TASK TO COMPLETE: In the records below, locate the line containing "pub fn query(&self)", then output that line and all later lines exactly, through the last one.
------------------------------------------------
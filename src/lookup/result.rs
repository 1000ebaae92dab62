//! Lookup result and provenance types.

use serde::{Deserialize, Serialize};

use super::value::{Fields, Value};

/// Where a result came from
#[derive(Debug, Clone, Copy, PartialEq, Eq, Serialize, Deserialize)]
#[serde(rename_all = "lowercase")]
pub enum Provenance {
    /// Live external provider
    Real,
    /// Deterministic synthetic stand-in
    Simulated,
}

impl Provenance {
    /// Label shown to end users
    pub fn label(&self) -> &'static str {
        match self {
            Provenance::Real => "REAL API",
            Provenance::Simulated => "SIMULATED",
        }
    }
}

/// Outcome of one lookup.
///
/// Built once per call and never mutated afterwards. When `error` is set,
/// `fields` is empty.
#[derive(Debug, Clone, PartialEq, Serialize)]
pub struct LookupResult {
    query: String,
    fields: Fields,
    provenance: Provenance,
    #[serde(skip_serializing_if = "Option::is_none")]
    error: Option<String>,
}

impl LookupResult {
    /// Result backed by a live provider
    pub fn real(query: impl Into<String>, fields: Fields) -> Self {
        Self {
            query: query.into(),
            fields,
            provenance: Provenance::Real,
            error: None,
        }
    }

    /// Synthetic result
    pub fn simulated(query: impl Into<String>, fields: Fields) -> Self {
        Self {
            query: query.into(),
            fields,
            provenance: Provenance::Simulated,
            error: None,
        }
    }

    /// Synthetic result carrying an error and no fields
    pub fn simulated_error(query: impl Into<String>, error: impl Into<String>) -> Self {
        Self {
            query: query.into(),
            fields: Fields::new(),
            provenance: Provenance::Simulated,
            error: Some(error.into()),
        }
    }

    pub fn query(&self) -> &str {
        &self.query
    }

    pub fn fields(&self) -> &Fields {
        &self.fields
    }

    /// Shorthand for `fields().get(name)`
    pub fn field(&self, name: &str) -> Option<&Value> {
        self.fields.get(name)
    }

    pub fn provenance(&self) -> Provenance {
        self.provenance
    }

    pub fn is_real(&self) -> bool {
        self.provenance == Provenance::Real
    }

    pub fn error(&self) -> Option<&str> {
        self.error.as_deref()
    }

    pub fn is_error(&self) -> bool {
        self.error.is_some()
    }
}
------------------------------------------------
RESPONSE TO THE TASK:
    pub fn query(&self) -> &str {
        &self.query
    }

    pub fn fields(&self) -> &Fields {
        &self.fields
    }

    /// Shorthand for `fields().get(name)`
    pub fn field(&self, name: &str) -> Option<&Value> {
        self.fields.get(name)
    }

    pub fn provenance(&self) -> Provenance {
        self.provenance
    }

    pub fn is_real(&self) -> bool {
        self.provenance == Provenance::Real
    }

    pub fn error(&self) -> Option<&str> {
        self.error.as_deref()
    }

    pub fn is_error(&self) -> bool {
        self.error.is_some()
    }
}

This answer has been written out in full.